Invited Speaker

Dr. Liming Chen

Dr. Liming Chen

Department of Biophysics and Molecular Physiology, School of Life Science and Technology, Huazhong University of Science and Technology, China
Speech Title: Na+/HCO3– Cotransporters in the Kidney: Physiology and Functional Regulation

Abstract: The kidney plays a central role in maintaining the systemic fluid and electrolyte homeostasis in the body through epithelial reabsorption and urinary excretion. The transepithelial transport of fluid and solutes in the kidney depends on a series of membrane channels and transporters specifically expressed in the apical and/or basolateral membrane of different segments of renal tubules. The SoLute Carrier family 4 (SLC4) represents a major HCO3– transporter family that includes five Na+-dependent HCO3– transporters (NBCs) and three Na+-independent Cl−/HCO3– exchangers. The SLC4 family HCO3– transporters are widely expressed in the epithelia along different segments of the renal tubule and play an essential role in the transport of acid-base and NaCl in the kidney. Genetic studies have demonstrated that dysfunction of the SLC4 family transporters are associated with the development of severe renal tubular metabolic acidosis, hypertension, mental disrorders, migraine etc. In the past decade, enormous progresses have been made in understanding the physological roles of the SLC4 family HCO3– transporters in the kidney. These progresses have greatly advanced our knowledge about the pathophysiological mechanism underlying the diseases associated with the SLC4 family genes. In the presentation, I will talk about our latest findings about the physiological roles of the SLC4 family transporters for the transport of acid-base equivalents and NaCl in the kidney, as well as new molecuar mechanism underlying the functional regulation of these transporters.

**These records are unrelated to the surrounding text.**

use std::collections::HashSet;

use super::bn::BigNumberHelper;
use super::error::BinaryError;

/// Digit symbols in value order, shared by every built-in base.
pub const STANDARD: &str = "0123456789abcdefghijklmnopqrstuvwxyzABCDEFGHIJKLMNOPQRSTUVWXYZ";

pub const BINARY: &str = "01";
pub const OCTAL: &str = "01234567";
pub const DECIMAL: &str = "0123456789";
pub const HEX: &str = "0123456789abcdef";
pub const BASE32: &str = "0123456789abcdefghijklmnopqrstuv";
pub const BASE36: &str = "0123456789abcdefghijklmnopqrstuvwxyz";

/// Bounds for bases accepted as digit-string input.
pub const MIN_BASE: usize = 2;
pub const MAX_BASE: usize = 32;

pub fn check_base(base: usize) -> Result<(), BinaryError> {
    if !(MIN_BASE..=MAX_BASE).contains(&base) {
        return Err(BinaryError::InvalidBase(base));
    }
    Ok(())
}

/// Parses `input` as digits of `base`. Letters are case-insensitive.
pub fn parse_digits(input: &str, base: usize) -> Result<Vec<u32>, BinaryError> {
    check_base(base)?;
    input
        .chars()
        .map(|digit| {
            digit
                .to_digit(base as u32)
                .ok_or(BinaryError::InvalidDigit { digit, base })
        })
        .collect()
}

/// Converts `digits` written in `base` to a lowercase hex string without
/// leading zeros. Zero is `"0"`, empty input stays empty.
pub fn from_base(digits: &str, base: usize) -> Result<String, BinaryError> {
    let values = parse_digits(digits, base)?;
    if values.is_empty() {
        return Ok(String::new());
    }
    let n = BigNumberHelper::from_digits(values, base as u32);
    let hex = Alphabet::hex().render(&n.to_digits(16));
    debug!(
        "base {} input of {} digits is {} hex digits",
        base,
        digits.len(),
        hex.len()
    );
    Ok(hex)
}

/// An ordered set of digit symbols; its length is the base.
#[derive(Debug, Clone, PartialEq, Eq)]
pub struct Alphabet {
    symbols: Vec<char>,
}

impl Alphabet {
    pub fn new(symbols: &str) -> Result<Self, BinaryError> {
        let symbols: Vec<char> = symbols.chars().collect();
        if symbols.len() < MIN_BASE {
            return Err(BinaryError::InvalidBase(symbols.len()));
        }

        let mut seen = HashSet::with_capacity(symbols.len());
        if let Some(&digit) = symbols.iter().find(|&&c| !seen.insert(c)) {
            return Err(BinaryError::DuplicateDigit(digit));
        }
        Ok(Self { symbols })
    }

    /// The first `base` symbols of [`STANDARD`].
    pub fn standard(base: usize) -> Self {
        Self {
            symbols: STANDARD.chars().take(base).collect(),
        }
    }

    pub fn hex() -> Self {
        Self::standard(16)
    }

    pub fn base(&self) -> usize {
        self.symbols.len()
    }

    /// Position of `digit` in the alphabet. Symbols match exactly.
    pub fn value_of(&self, digit: char) -> Result<u32, BinaryError> {
        self.symbols
            .iter()
            .position(|&c| c == digit)
            .map(|i| i as u32)
            .ok_or(BinaryError::InvalidDigit {
                digit,
                base: self.base(),
            })
    }

    pub fn parse(&self, input: &str) -> Result<Vec<u32>, BinaryError> {
        input.chars().map(|c| self.value_of(c)).collect()
    }

    /// Symbols for `digits`. Every digit must be below `base()`.
    pub fn render(&self, digits: &[u32]) -> String {
        digits.iter().map(|&d| self.symbols[d as usize]).collect()
    }

    /// Maps each symbol of a standard-alphabet `view` onto the symbol with
    /// the same value in this alphabet.
    pub fn transliterate(&self, view: &str) -> Result<String, BinaryError> {
        view.chars()
            .map(|c| {
                STANDARD
                    .find(c)
                    .and_then(|value| self.symbols.get(value).copied())
                    .ok_or(BinaryError::InvalidDigit {
                        digit: c,
                        base: self.base(),
                    })
            })
            .collect()
    }
}
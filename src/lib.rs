pub use crate::helpers::binary::BinaryValue;
pub use crate::helpers::error::BinaryError;
pub use crate::helpers::radix::{
    from_base, BASE32, BASE36, BINARY, DECIMAL, HEX, MAX_BASE, MIN_BASE, OCTAL, STANDARD,
};

mod helpers;

#[macro_use]
extern crate log;
#[cfg(feature = "serde")]
#[macro_use]
extern crate serde_derive;
#[cfg(test)]
mod tests {
    use super::*;
    use crate::helpers::radix::{BASE36, BINARY, HEX, OCTAL};
    use rand::rngs::OsRng;

    #[test]
    fn test_hex_views() {
        let value = BinaryValue::new("ff", 16).unwrap();
        assert_eq!(value.to_hex(), "ff");
        assert_eq!(value.to_nice_hex(), "0xFF");
        assert_eq!(value.to_ascii(), &[0xff]);

        let value = BinaryValue::from_hex("DeadBeef").unwrap();
        assert_eq!(value.to_hex(), "deadbeef");
        assert_eq!(value.to_nice_hex(), "0xDEADBEEF");
        assert_eq!(value.len(), 4);
    }

    #[test]
    fn test_odd_hex_pads_high_nibble() {
        let value = BinaryValue::from_hex("abc").unwrap();
        assert_eq!(value.to_ascii(), &[0x0a, 0xbc]);
        assert_eq!(value.nibble_len(), 3);
        assert_eq!(value.to_hex(), "abc");
        assert_eq!(value.to_binary(), "101010111100");
        assert_eq!(value.to_decimal(), "2748");
    }

    #[test]
    fn test_concrete_scenarios() {
        let ff = BinaryValue::new("ff", 16).unwrap();
        assert_eq!(ff.to_decimal(), "255");
        assert_eq!(ff.to_binary(), "11111111");

        let ten = BinaryValue::new("1010", 2).unwrap();
        assert_eq!(ten.to_hex(), "0a");
        assert_eq!(ten.to_base(BINARY).unwrap(), "00001010");
    }

    #[test]
    fn test_construct_from_other_bases() {
        assert_eq!(BinaryValue::new("255", 10).unwrap().to_hex(), "ff");
        assert_eq!(BinaryValue::new("256", 10).unwrap().to_hex(), "0100");
        assert_eq!(BinaryValue::new("377", 8).unwrap().to_hex(), "ff");
        assert_eq!(BinaryValue::new("v", 32).unwrap().to_hex(), "1f");
        assert_eq!(BinaryValue::new("0", 10).unwrap().to_hex(), "00");
        assert!(BinaryValue::new("", 10).unwrap().is_empty());
    }

    #[test]
    fn test_construct_errors() {
        assert_eq!(
            BinaryValue::new("g", 16),
            Err(BinaryError::InvalidDigit { digit: 'g', base: 16 })
        );
        assert_eq!(BinaryValue::new("0", 33), Err(BinaryError::InvalidBase(33)));
        assert_eq!(BinaryValue::new("0", 1), Err(BinaryError::InvalidBase(1)));
        assert!(matches!(
            BinaryValue::new("102", 2),
            Err(BinaryError::InvalidDigit { digit: '2', base: 2 })
        ));
        // base is checked even for empty input
        assert_eq!(BinaryValue::new("", 40), Err(BinaryError::InvalidBase(40)));
    }

    #[test]
    fn test_octal_keeps_hex_grouping() {
        // "0a" is one short group worth 10
        assert_eq!(BinaryValue::from_hex("0a").unwrap().to_octal(), "1010");
        // "fff" then "f": 4095 and 15
        assert_eq!(
            BinaryValue::from_hex("ffff").unwrap().to_octal(),
            "1111111111111111"
        );
        // small groups still get four digits
        assert_eq!(BinaryValue::from_hex("001").unwrap().to_octal(), "0001");
        assert_eq!(BinaryValue::from_hex("000000").unwrap().to_octal(), "00000000");
    }

    #[test]
    fn test_decimal_is_exact() {
        let value = BinaryValue::from_bytes(&[0xff; 32]);
        assert_eq!(
            value.to_decimal(),
            "115792089237316195423570985008687907853269984665640564039457584007913129639935"
        );
        assert_eq!(BinaryValue::from_hex("0000").unwrap().to_decimal(), "0");
        assert_eq!(BinaryValue::default().to_decimal(), "");
        assert_eq!(BinaryValue::from_hex("0100").unwrap().to_decimal(), "256");
    }

    #[test]
    fn test_to_base_fast_paths() {
        let value = BinaryValue::from_hex("0a").unwrap();
        assert_eq!(value.to_base("ab").unwrap(), "aaaababa");
        assert_eq!(value.to_base("0123456789").unwrap(), "10");
        assert_eq!(value.to_base("0123456789ABCDEF").unwrap(), "0A");
        // octal alphabet reuses the hex-grouped view
        assert_eq!(value.to_base(OCTAL).unwrap(), "1010");
    }

    #[test]
    fn test_to_base_slow_path() {
        let value = BinaryValue::from_hex("ff").unwrap();
        assert_eq!(value.to_base(BASE36).unwrap(), "73");
        assert_eq!(value.to_base("012").unwrap(), "100110");
        assert_eq!(BinaryValue::from_hex("00").unwrap().to_base("xyz").unwrap(), "x");
    }

    #[test]
    fn test_to_base_errors() {
        let value = BinaryValue::from_hex("ff").unwrap();
        assert_eq!(value.to_base(""), Err(BinaryError::InvalidBase(0)));
        assert_eq!(value.to_base("0"), Err(BinaryError::InvalidBase(1)));
        assert_eq!(value.to_base_positional("1"), Err(BinaryError::InvalidBase(1)));
    }

    #[test]
    fn test_empty_value_renders_empty() {
        let empty = BinaryValue::new("", 10).unwrap();
        assert_eq!(empty, BinaryValue::default());
        for alphabet in [BINARY, "012", OCTAL, "0123456789", HEX, BASE36] {
            assert_eq!(empty.to_base(alphabet).unwrap(), "", "{}", alphabet);
            assert_eq!(empty.to_base_positional(alphabet).unwrap(), "");
        }
        assert_eq!(BinaryValue::from_alphabet("", "xyz").unwrap(), empty);

        // a zero byte is not empty
        let zero = BinaryValue::from_hex("00").unwrap();
        assert_eq!(zero.to_base("012").unwrap(), "0");
        assert_eq!(zero.to_decimal(), "0");
    }

    #[test]
    fn test_repeated_alphabet_symbols_rejected() {
        let value = BinaryValue::from_hex("ff").unwrap();
        assert_eq!(value.to_base("aab"), Err(BinaryError::DuplicateDigit('a')));
        assert_eq!(
            value.to_base_positional("0110"),
            Err(BinaryError::DuplicateDigit('1'))
        );
        assert_eq!(
            BinaryValue::from_alphabet("aaaaaa", "aab"),
            Err(BinaryError::DuplicateDigit('a'))
        );
        // fast path alphabets are checked too
        assert_eq!(value.to_base("00"), Err(BinaryError::DuplicateDigit('0')));
    }

    #[test]
    fn test_positional_agrees_with_fast_paths() {
        let value = BinaryValue::from_hex("00c0ffee").unwrap();
        for alphabet in [BINARY, "0123456789", HEX] {
            let fast = value.to_base(alphabet).unwrap();
            let slow = value.to_base_positional(alphabet).unwrap();
            assert_eq!(fast.trim_start_matches('0'), slow);
        }
    }

    #[test]
    fn test_positional_octal_differs_from_grouped_view() {
        let value = BinaryValue::from_hex("0a").unwrap();
        assert_eq!(value.to_base_positional(OCTAL).unwrap(), "12");
        assert_ne!(value.to_base(OCTAL).unwrap(), "12");
    }

    #[test]
    fn test_from_alphabet() {
        let value = BinaryValue::from_hex("ff").unwrap();
        let dna = value.to_base("ACGT").unwrap();
        assert_eq!(dna, "TTTT");
        assert_eq!(BinaryValue::from_alphabet(&dna, "ACGT").unwrap(), value);

        assert_eq!(
            BinaryValue::from_alphabet("TX", "ACGT"),
            Err(BinaryError::InvalidDigit { digit: 'X', base: 4 })
        );
        assert_eq!(
            BinaryValue::from_alphabet("A", "A"),
            Err(BinaryError::InvalidBase(1))
        );
    }

    #[test]
    fn test_views_are_pure() {
        let value = BinaryValue::from_hex("0123456789abcdef").unwrap();
        assert_eq!(value.to_hex(), value.to_hex());
        assert_eq!(value.to_decimal(), value.to_decimal());
        assert_eq!(value.to_ascii(), value.clone().into_bytes().as_slice());
    }

    #[test]
    fn test_random_lengths() {
        for bits in [1usize, 4, 127, 128, 129, 256] {
            let value = BinaryValue::random(bits);
            assert_eq!(value.to_hex().len(), bits.div_ceil(4), "bits = {}", bits);
            assert_eq!(value.len(), bits.div_ceil(8));
        }
        assert_eq!(BinaryValue::random_default().to_hex().len(), 32);
        assert!(BinaryValue::random(0).is_empty());
    }

    #[test]
    fn test_random_stays_within_bits() {
        for _ in 0..32 {
            let value = BinaryValue::random(1);
            assert!(value.to_hex() == "0" || value.to_hex() == "1");

            let value = BinaryValue::random_with(&mut OsRng, 6);
            let hex = value.to_hex();
            assert_eq!(hex.len(), 2);
            assert!(u8::from_str_radix(&hex, 16).unwrap() < 64);
        }
    }

    #[test]
    fn test_formatting() {
        let value: BinaryValue = "0aBc".parse().unwrap();
        assert_eq!(value.to_string(), "0abc");
        assert_eq!(format!("{:x}", value), "0abc");
        assert_eq!(format!("{:#x}", value), "0x0abc");
        assert_eq!(format!("{:#X}", value), "0x0ABC");
        assert!("zz".parse::<BinaryValue>().is_err());
    }

    #[test]
    fn test_from_bytes() {
        let value = BinaryValue::from(vec![0x00, 0x10]);
        assert_eq!(value.to_hex(), "0010");
        assert_eq!(value.nibble_len(), 4);

        let bytes: &[u8] = b"hi";
        let value = BinaryValue::from(bytes);
        assert_eq!(value.to_hex(), "6869");
        assert_eq!(value.as_ref(), b"hi");
    }
}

Keywords: Membrane transporter; Renal reabsorption; Hypertension; Metabolic acidosis; Protein interaction; Ion transport; Epithelium.

Biography: Dr. Liming Chen is a professor of physiology and biophysics at Huazhong University of Science and Technology. He took his undergraduate study and then PhD study in biochemistry at Peking University. After receiving his PhD in 2002, Dr. Chen turned his research interest to biophysics and physiology during his postdoctoral study with Dr. Walter F. Boron at Yale University. He joined the faculty at Huazhong University of Science and Technology in 2009.
The research in Dr. Chen’s lab focuses on a fundamental biological problem, i.e., the movement of ions across cell membranes. Specifically, he is interested in a group of secondary active transporters, namely, the Na+-coupled HCO3– transporters of the SLC4 family. The studies in his lab aim to understand the biophysical and physiological aspects of these transporters on the molecular level by using multidisciplinary approaches, including electrophysiology, biochemistry, cell biology, structural biology, animal models, etc. These studies fall into three major areas: (1) Structure and function of acid-base transporters; (2) Protein-protein interaction and functional regulation of acid-base transporters; (3) Physiological and pathophysiological roles of acid-base transporters in the kidney.